The validation problem is exacerbated by what cognitive data scientist Daniel Dennett refers to as the post-intelligent design era. Traditionally, every system put in the hands of users has been designed by a product designer, or a team of designers, that architected the system to do precisely what it was designed to do. In this case, humans provide the “intelligent design,” and when things go wrong, the initial design team investigates the system to figure out why it didn’t work as planned.
In the case of machine and deep learning, we build the models, but we don’t really know why they generate the results they do. These systems are the result of evolving processes, active during model training, that cause the models to gravitate to specific configurations and weights. Not understanding how a machine learning/deep learning model works is inherent to the situation as humans have not been able to develop systems that generate satisfactory results, such as image recognition, speech recognition, etc. However, the very fact that we don't really know why a system works may be at the root of situations where a model suddenly behaves very different than what we expected.
The fact that we don't really know why a system works may be at the root of situations where a model suddenly behaves different than expected
The cautionary principle would then dictate that we should not use these machine learning/deep learning models in critical deployments. However, I feel that this is an overly simplistic viewpoint in that these models have the potential to provide enormous benefit to mankind. The scope of repetitive and tedious tasks now conducted by humans can finally be automated by the use of AI, which is powerful. Although many are concerned about the potential for high levels of unemployment of low-skilled workers, I recognize the need for a transition period in society, as history has shown us that every wave of automation has created a broad range of new jobs that consist of far more exciting and intellectually stimulating tasks.

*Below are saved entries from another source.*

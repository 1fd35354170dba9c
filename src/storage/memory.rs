use std::sync::atomic::{AtomicBool, AtomicUsize, Ordering};
use std::sync::{Arc, Mutex};

use super::{decode_document, encode_document, NotesDocument, Persistence, STORAGE_KEY};
use crate::error::{Result, VoiceNotesError};

/// In-memory document store.
///
/// Clones share the same backing document, so a test can hand one clone to a
/// [`NotesStore`](crate::notes::NotesStore) and keep another to inspect what was
/// written or to make the next write fail.
#[derive(Clone, Default)]
pub struct MemoryStore {
    raw: Arc<Mutex<Option<String>>>,
    saves: Arc<AtomicUsize>,
    fail_writes: Arc<AtomicBool>,
}

impl MemoryStore {
    pub fn new() -> Self {
        Self::default()
    }

    /// Start from an already persisted document.
    pub fn with_document(document: &NotesDocument) -> Result<Self> {
        let store = Self::new();
        store.put(encode_document(STORAGE_KEY, document)?)?;
        Ok(store)
    }

    /// Make every following `save` fail (or succeed again).
    pub fn set_fail_writes(&self, fail: bool) {
        self.fail_writes.store(fail, Ordering::SeqCst);
    }

    /// Number of successful saves so far.
    pub fn saves(&self) -> usize {
        self.saves.load(Ordering::SeqCst)
    }

    /// The last persisted document, decoded.
    pub fn stored(&self) -> Result<Option<NotesDocument>> {
        self.load()
    }

    fn put(&self, raw: String) -> Result<()> {
        let mut slot = self
            .raw
            .lock()
            .map_err(|_| VoiceNotesError::Persistence("memory store poisoned".to_string()))?;
        *slot = Some(raw);
        Ok(())
    }
}

impl Persistence for MemoryStore {
    fn key(&self) -> &str {
        STORAGE_KEY
    }

    fn load(&self) -> Result<Option<NotesDocument>> {
        let slot = self
            .raw
            .lock()
            .map_err(|_| VoiceNotesError::Persistence("memory store poisoned".to_string()))?;
        slot.as_deref().map(decode_document).transpose()
    }

    fn save(&self, document: &NotesDocument) -> Result<()> {
        if self.fail_writes.load(Ordering::SeqCst) {
            return Err(VoiceNotesError::Persistence(
                "simulated write failure".to_string(),
            ));
        }
        self.put(encode_document(STORAGE_KEY, document)?)?;
        self.saves.fetch_add(1, Ordering::SeqCst);
        Ok(())
    }
}
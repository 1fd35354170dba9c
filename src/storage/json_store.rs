use std::fs::{self, File};
use std::io::Write;
use std::path::{Path, PathBuf};

use super::{decode_document, encode_document, NotesDocument, Persistence};
use crate::error::{Result, VoiceNotesError};

/// File-backed document store: one JSON file per storage key.
pub struct JsonFileStore {
    key: String,
    path: PathBuf,
}

impl JsonFileStore {
    pub fn new(storage_dir: &Path, key: &str) -> Self {
        Self {
            key: key.to_string(),
            path: storage_dir.join(key),
        }
    }

    /// Path of the document file
    pub fn path(&self) -> &Path {
        &self.path
    }

    fn write_atomic(&self, contents: &str) -> std::io::Result<()> {
        if let Some(parent) = self.path.parent() {
            fs::create_dir_all(parent)?;
        }

        let tmp = self.path.with_extension("tmp");
        let mut file = File::create(&tmp)?;
        file.write_all(contents.as_bytes())?;
        file.sync_all()?;
        drop(file);

        fs::rename(&tmp, &self.path).map_err(|e| {
            let _ = fs::remove_file(&tmp);
            e
        })
    }
}

impl Persistence for JsonFileStore {
    fn key(&self) -> &str {
        &self.key
    }

    fn load(&self) -> Result<Option<NotesDocument>> {
        if !self.path.exists() {
            tracing::debug!(path = %self.path.display(), "no stored notes document");
            return Ok(None);
        }

        let raw = fs::read_to_string(&self.path)?;
        let document = decode_document(&raw)?;
        tracing::debug!(
            path = %self.path.display(),
            notes = document.notes.len(),
            "loaded notes document"
        );
        Ok(Some(document))
    }

    fn save(&self, document: &NotesDocument) -> Result<()> {
        let contents = encode_document(&self.key, document)?;
        self.write_atomic(&contents).map_err(|e| {
            VoiceNotesError::Persistence(format!("writing {}: {}", self.path.display(), e))
        })?;
        tracing::debug!(
            path = %self.path.display(),
            notes = document.notes.len(),
            "saved notes document"
        );
        Ok(())
    }
}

When deploying machine learning/deep learning models in parts of our systems where performance is critical to the success of the system, our research has shown that companies experience major engineering challenges. You can find more details in the papers referenced below and an earlier article, but a high-level summary of some of the challenges that the companies in our case studies have experienced include:
- Training data of sufficient quantity and quality to increase confidence in trained models before deployment
- Scaling machine learning/deep learning deployments in systems with high volumes of users, transactions or events
- Reproducing results in general, ranging from training to consistency of results of multiple model versions
- Debugging deep learning models is challenging, as it is generally hard to pinpoint where problems originate
- Ensuring non-functional requirements such as latency and throughput prove to be difficult to achieve
- Rapidly evolving GPU architectures and deep learning libraries make it difficult to maintain machine and deep learning models once developed
- Monitoring and logging of model behavior is challenging, especially when it comes to recognizing the differences between bugs and features
- Unintended feedback loops between the system and its users can easily be created when users adjust their behavior to the system, the system learns the new behavior, users again adapt, etc.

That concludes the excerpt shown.